- **Exercise directions**
When a line in the entries below contains the word "address", copy that line.

[Opening Dataset content section]

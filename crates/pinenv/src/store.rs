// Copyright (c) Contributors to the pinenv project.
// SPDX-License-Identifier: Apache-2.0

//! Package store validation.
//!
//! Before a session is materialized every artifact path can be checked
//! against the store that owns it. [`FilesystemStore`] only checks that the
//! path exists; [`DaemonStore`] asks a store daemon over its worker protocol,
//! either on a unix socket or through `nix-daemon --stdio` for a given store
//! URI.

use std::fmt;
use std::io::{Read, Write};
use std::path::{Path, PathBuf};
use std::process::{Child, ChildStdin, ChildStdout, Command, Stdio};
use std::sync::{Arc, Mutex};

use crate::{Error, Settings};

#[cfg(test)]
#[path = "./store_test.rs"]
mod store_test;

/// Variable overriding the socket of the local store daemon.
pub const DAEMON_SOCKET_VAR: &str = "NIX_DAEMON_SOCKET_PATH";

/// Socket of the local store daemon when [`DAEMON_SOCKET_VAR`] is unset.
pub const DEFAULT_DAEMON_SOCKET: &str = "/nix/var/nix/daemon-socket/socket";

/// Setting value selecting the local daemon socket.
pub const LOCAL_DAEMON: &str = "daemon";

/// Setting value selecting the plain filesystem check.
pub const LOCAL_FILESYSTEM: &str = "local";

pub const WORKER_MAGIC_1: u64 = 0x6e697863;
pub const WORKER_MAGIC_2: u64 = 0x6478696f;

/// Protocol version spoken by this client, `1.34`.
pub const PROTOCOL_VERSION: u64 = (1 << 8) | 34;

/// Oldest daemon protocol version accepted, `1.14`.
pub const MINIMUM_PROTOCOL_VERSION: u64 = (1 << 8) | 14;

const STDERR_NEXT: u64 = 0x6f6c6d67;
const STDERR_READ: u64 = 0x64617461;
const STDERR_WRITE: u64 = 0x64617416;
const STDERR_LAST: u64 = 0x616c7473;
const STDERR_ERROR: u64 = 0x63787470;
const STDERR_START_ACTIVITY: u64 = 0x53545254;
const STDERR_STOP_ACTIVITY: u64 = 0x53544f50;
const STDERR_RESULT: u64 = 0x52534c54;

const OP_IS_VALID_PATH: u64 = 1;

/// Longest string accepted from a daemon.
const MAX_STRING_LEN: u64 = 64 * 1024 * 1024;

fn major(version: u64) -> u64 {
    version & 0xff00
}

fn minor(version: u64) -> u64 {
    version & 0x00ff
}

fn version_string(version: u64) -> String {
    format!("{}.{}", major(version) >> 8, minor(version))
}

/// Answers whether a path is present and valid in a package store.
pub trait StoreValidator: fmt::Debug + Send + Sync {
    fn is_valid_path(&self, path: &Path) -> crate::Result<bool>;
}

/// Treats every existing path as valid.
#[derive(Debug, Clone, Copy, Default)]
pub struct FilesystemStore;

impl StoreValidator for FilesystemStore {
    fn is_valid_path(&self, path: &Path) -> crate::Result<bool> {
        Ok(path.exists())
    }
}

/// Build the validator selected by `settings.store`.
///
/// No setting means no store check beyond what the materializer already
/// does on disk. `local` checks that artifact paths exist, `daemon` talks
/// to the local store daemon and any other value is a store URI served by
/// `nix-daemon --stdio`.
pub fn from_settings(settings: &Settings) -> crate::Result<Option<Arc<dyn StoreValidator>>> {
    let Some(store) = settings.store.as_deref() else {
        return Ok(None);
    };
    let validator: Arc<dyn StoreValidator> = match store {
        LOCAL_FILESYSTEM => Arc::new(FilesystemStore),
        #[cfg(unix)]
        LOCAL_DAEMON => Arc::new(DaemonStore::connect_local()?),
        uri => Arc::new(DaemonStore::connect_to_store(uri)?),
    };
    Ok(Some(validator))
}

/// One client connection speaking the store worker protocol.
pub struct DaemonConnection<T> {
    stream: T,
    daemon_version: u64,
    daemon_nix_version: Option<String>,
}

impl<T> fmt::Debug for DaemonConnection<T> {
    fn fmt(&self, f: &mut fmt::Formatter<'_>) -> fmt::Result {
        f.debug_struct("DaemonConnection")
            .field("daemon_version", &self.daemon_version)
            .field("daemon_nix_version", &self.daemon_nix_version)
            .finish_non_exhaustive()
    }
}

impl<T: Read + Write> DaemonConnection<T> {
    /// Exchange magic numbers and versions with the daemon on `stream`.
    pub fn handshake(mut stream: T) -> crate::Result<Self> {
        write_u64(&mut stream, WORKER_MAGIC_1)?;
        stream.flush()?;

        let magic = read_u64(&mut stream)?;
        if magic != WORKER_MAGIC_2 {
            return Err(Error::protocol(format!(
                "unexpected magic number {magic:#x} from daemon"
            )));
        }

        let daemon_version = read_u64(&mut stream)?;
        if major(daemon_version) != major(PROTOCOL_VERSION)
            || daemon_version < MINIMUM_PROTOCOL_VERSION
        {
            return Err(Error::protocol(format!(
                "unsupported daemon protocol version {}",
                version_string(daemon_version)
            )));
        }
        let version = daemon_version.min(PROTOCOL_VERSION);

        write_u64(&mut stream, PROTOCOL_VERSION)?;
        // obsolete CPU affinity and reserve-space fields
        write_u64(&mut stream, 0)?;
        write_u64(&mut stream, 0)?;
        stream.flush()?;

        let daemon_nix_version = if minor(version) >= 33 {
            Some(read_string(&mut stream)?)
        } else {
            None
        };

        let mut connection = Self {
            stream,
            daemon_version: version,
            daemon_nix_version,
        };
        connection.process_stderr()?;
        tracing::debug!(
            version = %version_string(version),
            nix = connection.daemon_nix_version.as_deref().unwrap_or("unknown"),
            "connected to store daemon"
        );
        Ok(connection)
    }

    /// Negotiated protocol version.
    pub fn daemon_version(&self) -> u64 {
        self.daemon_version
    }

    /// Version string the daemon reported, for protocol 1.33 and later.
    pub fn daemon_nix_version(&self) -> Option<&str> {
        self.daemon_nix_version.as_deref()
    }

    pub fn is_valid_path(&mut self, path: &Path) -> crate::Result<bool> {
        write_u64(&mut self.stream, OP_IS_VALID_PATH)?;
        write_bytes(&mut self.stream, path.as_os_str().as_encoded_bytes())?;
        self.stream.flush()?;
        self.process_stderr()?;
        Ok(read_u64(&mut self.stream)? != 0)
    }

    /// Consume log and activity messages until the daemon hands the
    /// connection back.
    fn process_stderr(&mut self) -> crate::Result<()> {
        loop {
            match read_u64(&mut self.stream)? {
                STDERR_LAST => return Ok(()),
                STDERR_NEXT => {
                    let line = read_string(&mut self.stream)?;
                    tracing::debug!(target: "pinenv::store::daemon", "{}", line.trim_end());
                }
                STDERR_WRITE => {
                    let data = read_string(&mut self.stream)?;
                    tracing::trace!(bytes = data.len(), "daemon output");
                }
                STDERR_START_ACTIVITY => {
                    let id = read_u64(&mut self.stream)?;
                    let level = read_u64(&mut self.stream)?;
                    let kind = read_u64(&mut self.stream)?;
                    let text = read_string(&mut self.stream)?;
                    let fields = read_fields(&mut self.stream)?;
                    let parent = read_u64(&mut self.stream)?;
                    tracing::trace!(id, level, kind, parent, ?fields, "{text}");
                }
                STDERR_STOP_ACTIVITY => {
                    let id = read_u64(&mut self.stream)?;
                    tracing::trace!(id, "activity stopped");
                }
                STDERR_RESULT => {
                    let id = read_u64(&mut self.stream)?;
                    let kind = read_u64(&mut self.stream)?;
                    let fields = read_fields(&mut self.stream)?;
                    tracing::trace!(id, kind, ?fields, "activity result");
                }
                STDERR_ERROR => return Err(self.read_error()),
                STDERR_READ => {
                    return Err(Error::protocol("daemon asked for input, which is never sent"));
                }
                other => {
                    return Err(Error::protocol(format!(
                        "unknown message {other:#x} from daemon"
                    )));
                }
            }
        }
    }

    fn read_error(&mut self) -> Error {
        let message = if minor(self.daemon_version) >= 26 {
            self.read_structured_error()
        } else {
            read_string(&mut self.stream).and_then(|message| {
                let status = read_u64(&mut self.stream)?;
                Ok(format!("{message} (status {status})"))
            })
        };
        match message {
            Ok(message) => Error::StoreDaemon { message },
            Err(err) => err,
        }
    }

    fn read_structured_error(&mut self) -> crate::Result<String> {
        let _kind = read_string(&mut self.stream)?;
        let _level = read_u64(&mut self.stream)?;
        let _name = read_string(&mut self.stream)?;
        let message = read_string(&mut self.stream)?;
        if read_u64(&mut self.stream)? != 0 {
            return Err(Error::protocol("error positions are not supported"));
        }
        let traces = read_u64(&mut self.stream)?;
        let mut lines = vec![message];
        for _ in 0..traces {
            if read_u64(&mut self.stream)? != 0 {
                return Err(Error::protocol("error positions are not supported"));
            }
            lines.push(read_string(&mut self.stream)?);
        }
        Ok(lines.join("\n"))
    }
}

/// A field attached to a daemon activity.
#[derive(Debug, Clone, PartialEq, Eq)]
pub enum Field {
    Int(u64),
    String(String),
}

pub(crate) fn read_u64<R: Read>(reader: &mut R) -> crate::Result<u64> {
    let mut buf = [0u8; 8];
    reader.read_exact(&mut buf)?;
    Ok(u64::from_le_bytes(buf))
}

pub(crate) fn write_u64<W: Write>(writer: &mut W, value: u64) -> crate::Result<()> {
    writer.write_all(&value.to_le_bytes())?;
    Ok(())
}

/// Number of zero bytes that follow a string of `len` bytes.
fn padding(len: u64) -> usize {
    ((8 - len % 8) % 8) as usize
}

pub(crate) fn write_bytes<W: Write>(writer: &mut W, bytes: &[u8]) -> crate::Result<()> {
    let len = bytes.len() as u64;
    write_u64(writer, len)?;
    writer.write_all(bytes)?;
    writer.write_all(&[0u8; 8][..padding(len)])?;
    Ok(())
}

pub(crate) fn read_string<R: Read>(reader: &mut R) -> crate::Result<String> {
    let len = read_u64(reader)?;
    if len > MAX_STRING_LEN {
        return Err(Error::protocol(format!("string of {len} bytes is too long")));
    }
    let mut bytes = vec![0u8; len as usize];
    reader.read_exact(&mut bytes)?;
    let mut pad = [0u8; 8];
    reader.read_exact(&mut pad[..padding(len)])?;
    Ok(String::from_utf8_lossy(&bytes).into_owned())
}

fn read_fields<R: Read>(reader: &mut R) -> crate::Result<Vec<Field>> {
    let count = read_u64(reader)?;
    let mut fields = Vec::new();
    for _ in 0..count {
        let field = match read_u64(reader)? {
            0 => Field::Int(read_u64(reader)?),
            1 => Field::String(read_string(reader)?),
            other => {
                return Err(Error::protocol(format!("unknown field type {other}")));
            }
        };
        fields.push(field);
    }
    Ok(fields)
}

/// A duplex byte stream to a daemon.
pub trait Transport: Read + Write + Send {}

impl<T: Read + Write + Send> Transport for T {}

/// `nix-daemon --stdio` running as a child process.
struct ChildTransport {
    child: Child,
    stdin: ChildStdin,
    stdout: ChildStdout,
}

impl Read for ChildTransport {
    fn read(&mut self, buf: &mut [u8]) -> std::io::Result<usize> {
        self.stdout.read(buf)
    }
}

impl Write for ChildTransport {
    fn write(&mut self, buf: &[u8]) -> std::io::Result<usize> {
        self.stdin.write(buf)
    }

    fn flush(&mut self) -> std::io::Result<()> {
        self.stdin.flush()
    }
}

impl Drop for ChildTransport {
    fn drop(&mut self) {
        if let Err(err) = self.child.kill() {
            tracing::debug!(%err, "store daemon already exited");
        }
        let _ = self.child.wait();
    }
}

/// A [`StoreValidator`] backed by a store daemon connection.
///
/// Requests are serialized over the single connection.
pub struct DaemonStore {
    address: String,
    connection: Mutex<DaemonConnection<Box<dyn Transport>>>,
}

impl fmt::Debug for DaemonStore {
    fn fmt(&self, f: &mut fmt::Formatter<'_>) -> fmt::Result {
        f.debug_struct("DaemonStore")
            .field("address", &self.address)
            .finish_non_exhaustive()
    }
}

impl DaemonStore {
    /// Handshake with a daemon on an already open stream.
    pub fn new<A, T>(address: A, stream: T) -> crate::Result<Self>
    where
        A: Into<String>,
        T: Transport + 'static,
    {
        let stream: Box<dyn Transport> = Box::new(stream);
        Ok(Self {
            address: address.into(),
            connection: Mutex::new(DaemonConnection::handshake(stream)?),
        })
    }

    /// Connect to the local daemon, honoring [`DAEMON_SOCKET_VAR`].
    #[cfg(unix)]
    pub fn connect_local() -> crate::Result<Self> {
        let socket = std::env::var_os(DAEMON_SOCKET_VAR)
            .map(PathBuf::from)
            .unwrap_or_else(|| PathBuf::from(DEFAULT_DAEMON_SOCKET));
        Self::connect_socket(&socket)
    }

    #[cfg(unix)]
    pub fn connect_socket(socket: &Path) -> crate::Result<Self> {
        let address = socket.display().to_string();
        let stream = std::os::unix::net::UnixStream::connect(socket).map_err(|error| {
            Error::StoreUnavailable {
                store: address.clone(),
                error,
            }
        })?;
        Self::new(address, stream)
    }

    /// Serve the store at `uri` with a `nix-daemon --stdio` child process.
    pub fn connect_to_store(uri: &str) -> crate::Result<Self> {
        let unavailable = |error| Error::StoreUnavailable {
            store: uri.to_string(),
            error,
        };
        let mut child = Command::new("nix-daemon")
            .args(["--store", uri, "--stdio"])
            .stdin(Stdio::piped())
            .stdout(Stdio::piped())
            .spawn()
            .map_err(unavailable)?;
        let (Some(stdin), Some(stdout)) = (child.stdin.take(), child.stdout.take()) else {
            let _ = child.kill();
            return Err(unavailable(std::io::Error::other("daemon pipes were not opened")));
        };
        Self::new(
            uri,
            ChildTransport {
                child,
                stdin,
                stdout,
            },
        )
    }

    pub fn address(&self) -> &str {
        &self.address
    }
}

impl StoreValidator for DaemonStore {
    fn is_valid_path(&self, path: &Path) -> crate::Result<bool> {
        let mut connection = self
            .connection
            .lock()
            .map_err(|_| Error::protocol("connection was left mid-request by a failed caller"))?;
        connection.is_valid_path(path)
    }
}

[Closing Dataset content section]
[Opening Dataset content section]

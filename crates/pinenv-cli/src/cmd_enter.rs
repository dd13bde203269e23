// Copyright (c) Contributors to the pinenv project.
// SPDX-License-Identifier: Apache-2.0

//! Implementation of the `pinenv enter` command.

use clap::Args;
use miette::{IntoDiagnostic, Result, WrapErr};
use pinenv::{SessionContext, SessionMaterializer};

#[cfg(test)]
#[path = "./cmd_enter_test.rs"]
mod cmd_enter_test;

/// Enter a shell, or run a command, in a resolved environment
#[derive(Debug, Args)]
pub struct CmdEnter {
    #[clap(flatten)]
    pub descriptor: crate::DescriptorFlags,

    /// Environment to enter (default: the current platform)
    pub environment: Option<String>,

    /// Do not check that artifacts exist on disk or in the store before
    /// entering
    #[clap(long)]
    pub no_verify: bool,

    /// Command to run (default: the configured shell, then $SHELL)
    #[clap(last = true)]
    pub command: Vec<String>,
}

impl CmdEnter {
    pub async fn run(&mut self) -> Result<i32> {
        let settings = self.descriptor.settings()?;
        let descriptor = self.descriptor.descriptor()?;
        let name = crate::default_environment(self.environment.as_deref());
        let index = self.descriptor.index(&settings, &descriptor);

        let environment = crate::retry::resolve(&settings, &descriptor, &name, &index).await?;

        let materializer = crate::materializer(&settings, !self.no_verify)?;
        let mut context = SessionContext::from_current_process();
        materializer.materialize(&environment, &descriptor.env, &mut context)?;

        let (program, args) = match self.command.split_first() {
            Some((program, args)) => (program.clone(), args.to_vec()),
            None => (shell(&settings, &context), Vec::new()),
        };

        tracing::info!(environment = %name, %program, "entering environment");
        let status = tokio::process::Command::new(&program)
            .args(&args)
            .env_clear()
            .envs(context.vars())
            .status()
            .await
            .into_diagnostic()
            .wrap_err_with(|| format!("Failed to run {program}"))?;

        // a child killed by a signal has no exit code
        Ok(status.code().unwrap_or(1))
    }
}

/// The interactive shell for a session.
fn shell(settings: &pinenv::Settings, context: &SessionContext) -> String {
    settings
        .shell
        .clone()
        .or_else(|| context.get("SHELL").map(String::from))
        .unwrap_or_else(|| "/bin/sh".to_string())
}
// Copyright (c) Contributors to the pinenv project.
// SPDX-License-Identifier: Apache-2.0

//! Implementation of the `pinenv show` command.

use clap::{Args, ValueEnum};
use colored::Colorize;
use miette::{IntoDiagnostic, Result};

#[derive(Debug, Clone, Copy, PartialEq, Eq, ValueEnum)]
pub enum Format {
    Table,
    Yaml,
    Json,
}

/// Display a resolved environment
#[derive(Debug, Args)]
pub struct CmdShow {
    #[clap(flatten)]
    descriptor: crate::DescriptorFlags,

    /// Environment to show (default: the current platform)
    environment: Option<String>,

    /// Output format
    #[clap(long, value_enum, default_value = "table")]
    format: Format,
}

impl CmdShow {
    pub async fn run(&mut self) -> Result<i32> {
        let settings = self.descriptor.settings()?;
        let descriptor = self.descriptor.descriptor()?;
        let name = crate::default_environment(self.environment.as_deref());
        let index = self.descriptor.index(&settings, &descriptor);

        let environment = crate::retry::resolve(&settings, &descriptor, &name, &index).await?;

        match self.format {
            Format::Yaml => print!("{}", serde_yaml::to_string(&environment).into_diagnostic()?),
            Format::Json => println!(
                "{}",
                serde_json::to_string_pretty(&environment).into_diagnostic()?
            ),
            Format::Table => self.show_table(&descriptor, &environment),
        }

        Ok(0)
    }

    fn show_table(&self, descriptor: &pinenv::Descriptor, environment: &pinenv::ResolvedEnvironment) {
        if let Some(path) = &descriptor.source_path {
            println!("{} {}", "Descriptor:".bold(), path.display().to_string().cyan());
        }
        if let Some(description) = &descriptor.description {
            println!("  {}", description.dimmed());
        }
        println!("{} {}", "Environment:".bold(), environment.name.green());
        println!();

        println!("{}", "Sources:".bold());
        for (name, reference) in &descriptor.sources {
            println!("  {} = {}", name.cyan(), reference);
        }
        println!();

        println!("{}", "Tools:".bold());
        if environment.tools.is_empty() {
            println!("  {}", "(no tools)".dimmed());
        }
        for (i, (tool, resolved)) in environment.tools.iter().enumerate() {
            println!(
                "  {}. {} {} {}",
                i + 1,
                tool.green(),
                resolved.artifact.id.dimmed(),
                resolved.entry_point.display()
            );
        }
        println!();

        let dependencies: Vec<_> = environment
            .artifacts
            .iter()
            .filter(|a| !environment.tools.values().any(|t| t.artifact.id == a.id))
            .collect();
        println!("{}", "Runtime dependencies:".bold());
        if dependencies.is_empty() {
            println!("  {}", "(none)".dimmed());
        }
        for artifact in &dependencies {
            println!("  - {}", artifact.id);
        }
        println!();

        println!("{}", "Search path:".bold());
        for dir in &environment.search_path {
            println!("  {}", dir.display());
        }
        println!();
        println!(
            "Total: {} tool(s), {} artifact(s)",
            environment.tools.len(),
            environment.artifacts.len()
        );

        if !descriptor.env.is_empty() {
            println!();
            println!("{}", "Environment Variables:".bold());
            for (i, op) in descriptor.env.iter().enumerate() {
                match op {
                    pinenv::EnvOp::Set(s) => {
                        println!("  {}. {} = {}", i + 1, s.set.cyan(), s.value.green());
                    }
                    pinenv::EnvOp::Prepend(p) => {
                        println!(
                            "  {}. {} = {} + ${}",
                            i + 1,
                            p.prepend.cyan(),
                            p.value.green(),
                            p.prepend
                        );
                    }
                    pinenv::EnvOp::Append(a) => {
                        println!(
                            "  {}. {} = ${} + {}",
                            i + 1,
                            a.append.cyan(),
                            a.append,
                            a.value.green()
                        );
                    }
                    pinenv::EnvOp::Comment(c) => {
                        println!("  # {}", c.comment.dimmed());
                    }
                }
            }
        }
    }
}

[Closing Dataset content section]

- **Output for this exercise**
    address: String,
            .field("address", &self.address)
    pub fn new<A, T>(address: A, stream: T) -> crate::Result<Self>
            address: address.into(),
        let address = socket.display().to_string();
                store: address.clone(),
        Self::new(address, stream)
    pub fn address(&self) -> &str {
        &self.address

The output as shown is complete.